While active learning is widely studied in classification tasks [Kovashka et al., 2016, Settles, 2009]

, it has received much less attending in the domain of deep object detection. In this work, nosotros propose methods that tin be used with whatsoever object detector that predicts a class probability distribution per object proposal. Scores from individual detections are aggregated into a score for the whole image (see

Fig. one). All methods rely on the intuition that model uncertainty and valuable samples are likely to co-occur [Settles, 2009]. Furthermore, we evidence how the counterbalanced pick of new samples can amend the resulting functioning of an incrementally learned system.

In continuous exploration application scenarios, east.g., in camera streams, new data becomes available over fourth dimension or the distribution underlying the problem changes itself. We simulate such an environment using splits of the PASCAL VOC 2012 [Everingham et al., 2010] dataset. With our proposed framework, a deep object detection system can exist trained in an incremental manner while the proposed aggregation schemes enable selection of valuable data for notation. In result, a deep object detector can explore unknown data and arrange itself involving minimal human supervision. This combination results in a complete arrangement enabling continuously irresolute scenarios.

one.1 Related Piece of work

Object Detection using CNNs

An important contribution to object detection based on deep learning is R-CNN [Girshick et al., 2014]. It delivers a considerable improvement over previously published sliding window-based approaches.

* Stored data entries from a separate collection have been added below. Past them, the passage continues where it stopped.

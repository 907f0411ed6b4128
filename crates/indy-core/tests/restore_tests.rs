use indy_core::{Error, ReconcileOptions, reconcile, restore};
use indy_fs::ExecMode;
use indy_test_utils::TestGroovyHome;
use pretty_assertions::assert_eq;

#[test]
fn test_restore_round_trip() {
    let home = TestGroovyHome::new()
        .with_lib(&["a.jar", "b.jar"])
        .with_indy(&["a-indy.jar"]);
    let before = home.snapshot();

    reconcile(home.root(), ReconcileOptions::default()).unwrap();
    restore(home.root(), ExecMode::default()).unwrap();

    assert_eq!(home.snapshot(), before);
}

#[test]
fn test_restore_when_lib_is_missing() {
    let home = TestGroovyHome::new().with_files("lib.orig", &["a.jar"]);

    let actions = restore(home.root(), ExecMode::verbose()).unwrap();

    assert_eq!(actions.len(), 1);
    assert_eq!(home.read("lib/a.jar"), "lib.orig/a.jar");
    home.assert_not_exists("lib.orig");
}

#[test]
fn test_restore_requires_backup() {
    let home = TestGroovyHome::new().with_lib(&["a.jar"]);

    let err = restore(home.root(), ExecMode::default()).unwrap_err();

    assert!(matches!(err, Error::NothingToRestore { .. }), "got: {err:?}");
    assert!(err.to_string().contains("lib.orig"));
}
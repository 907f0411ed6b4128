//! CLI end-to-end tests that invoke the compiled `indynize` binary.

use assert_cmd::Command;
use indy_test_utils::TestGroovyHome;
use predicates::prelude::*;

/// `indynize` with a clean environment: no `GROOVY_HOME`, `GVM_DIR` or `RUST_LOG`.
fn indynize() -> Command {
    let mut cmd = Command::new(env!("CARGO_BIN_EXE_indynize"));
    cmd.env_remove("GROOVY_HOME")
        .env_remove("GVM_DIR")
        .env_remove("RUST_LOG");
    cmd
}

fn sample_home() -> TestGroovyHome {
    TestGroovyHome::new()
        .with_lib(&["groovy.jar", "antlr.jar"])
        .with_indy(&["groovy-indy.jar"])
}

#[test]
fn test_help_exits_zero() {
    indynize()
        .arg("--help")
        .assert()
        .success()
        .stdout(predicate::str::contains("--dry-run"));
}

#[test]
fn test_unknown_flag_exits_one() {
    indynize().arg("--bogus").assert().code(1);
}

#[test]
fn test_reconcile_explicit_root() {
    let home = sample_home();

    indynize().arg(home.root()).assert().success().stderr("");

    home.assert_linked("groovy.jar", "indy/groovy-indy.jar");
    home.assert_linked("antlr.jar", "lib.orig/antlr.jar");
}

#[test]
fn test_reconcile_from_groovy_home_env() {
    let home = sample_home();

    indynize()
        .env("GROOVY_HOME", home.root())
        .assert()
        .success();

    home.assert_linked("groovy.jar", "indy/groovy-indy.jar");
}

#[test]
fn test_reconcile_from_gvm_home() {
    let user_home = assert_fs::TempDir::new().unwrap();
    let root = user_home.path().join(".gvm/groovy/current");
    for (dir, name) in [("lib", "groovy.jar"), ("indy", "groovy-indy.jar")] {
        std::fs::create_dir_all(root.join(dir)).unwrap();
        std::fs::write(root.join(dir).join(name), name).unwrap();
    }

    indynize().env("HOME", user_home.path()).assert().success();

    assert_eq!(
        std::fs::read_to_string(root.join("lib/groovy.jar")).unwrap(),
        "groovy-indy.jar"
    );
    assert!(root.join("lib.orig/groovy.jar").exists());
}

#[test]
fn test_dry_run_reports_without_changes() {
    let home = sample_home();
    let before = home.snapshot();

    indynize()
        .arg("-N")
        .arg(home.root())
        .assert()
        .success()
        .stderr(predicate::str::contains("[dry-run] Rename"))
        .stderr(predicate::str::contains("groovy-indy.jar"));

    assert_eq!(home.snapshot(), before);
}

#[test]
fn test_verbose_traces_actions() {
    let home = sample_home();

    indynize()
        .arg("-v")
        .arg(home.root())
        .assert()
        .success()
        .stderr(predicate::str::contains("Create directory"))
        .stderr(predicate::str::contains("[dry-run]").not());

    home.assert_exists("lib.orig/groovy.jar");
}

#[test]
fn test_verbose_dry_run_lists_originals_from_lib() {
    let home = sample_home();
    let listed = format!("Linking originals from {}\n", home.root().join("lib").display());

    indynize()
        .args(["-v", "-N"])
        .arg(home.root())
        .assert()
        .success()
        .stderr(predicate::str::contains("Linking indy enabled jars from"))
        .stderr(predicate::str::contains(listed));

    home.assert_not_exists("lib.orig");
}

#[test]
fn test_missing_source_exits_one() {
    let home = TestGroovyHome::new().with_indy(&["groovy-indy.jar"]);

    indynize()
        .arg(home.root())
        .assert()
        .code(1)
        .stderr(predicate::str::contains("failed to indynize"))
        .stderr(predicate::str::contains("missing"));

    home.assert_not_exists("lib");
    home.assert_not_exists("lib.orig");
}

#[test]
fn test_restore_round_trip() {
    let home = sample_home();
    let before = home.snapshot();

    indynize().arg(home.root()).assert().success();
    indynize().arg("--restore").arg(home.root()).assert().success();

    assert_eq!(home.snapshot(), before);
}

#[test]
fn test_restore_without_backup_exits_one() {
    let home = sample_home();

    indynize()
        .arg("--restore")
        .arg(home.root())
        .assert()
        .code(1)
        .stderr(predicate::str::contains("nothing to restore"));
}
use indy_fs::NormalizedPath;
use proptest::prelude::*;

proptest! {
    #[test]
    fn test_normalization_invariants(s in "\\PC*") {
        let path = NormalizedPath::new(&s);
        let as_str = path.as_str();

        prop_assert!(!as_str.contains('\\'));

        // Only a leading network prefix may carry a double slash
        let remainder = if as_str.starts_with("//") { &as_str[2..] } else { as_str };
        prop_assert!(!remainder.contains("//"));

        // Cleaning is idempotent
        let roundtripped = NormalizedPath::new(path.to_native());
        prop_assert_eq!(path, roundtripped);
    }

    #[test]
    fn test_dot_segments_vanish(a in "/[a-z]{1,8}(/[a-z]{1,8}){0,3}") {
        let with_dots = format!("{}/./x/..", a);
        prop_assert_eq!(NormalizedPath::new(&with_dots), NormalizedPath::new(&a));
    }
}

R-CNN employs selective search [Uijlings et al., 2013]

, an unsupervised method to generate region proposals. A pre-trained CNN performs feature extraction. Linear SVMs (one per form) are used to score the extracted features and a threshold is applied to filter the large number of proposed regions. Fast R-CNN

[Girshick, 2015] and Faster R-CNN[Ren et al., 2015] offer farther improvements in speed and accuracy. Afterward on, R-CNN is combined with feature pyramids to enable efficient multi-scale detections [Lin et al., 2017]. YOLO [Redmon et al., 2016] is a more recent deep learning-based object detector. Instead of using a CNN as a black box characteristic extractor, it is trained in an endtoend style. All detections are inferred in a single laissez passer (hence the name "Yous Only Await Once") while detection and classification are capable of independent functioning. YOLOv2 [Redmon and Farhadi, 2017] and YOLOv3 [Redmon and Farhadi, 2018] meliorate upon the original YOLO in several aspects. These include among others different network architectures, unlike priors for bounding boxes and because multiple scales during grooming and detection. SSD [Liu et al., 2016] is a single-pass approach comparable to YOLO introducing improvements like assumptions near the aspect ratio distribution of bounding boxes likewise equally predictions on dissimilar scales. Every bit a result of a series of improvements, it is both faster and more accurate than the original YOLO. DSSD [Fu et al., 2017] further improves upon SSD in focusing more than on context with the help of deconvolutional layers.

Agile Learning for Object Detection

The authors of [Abramson and Freund, 2006]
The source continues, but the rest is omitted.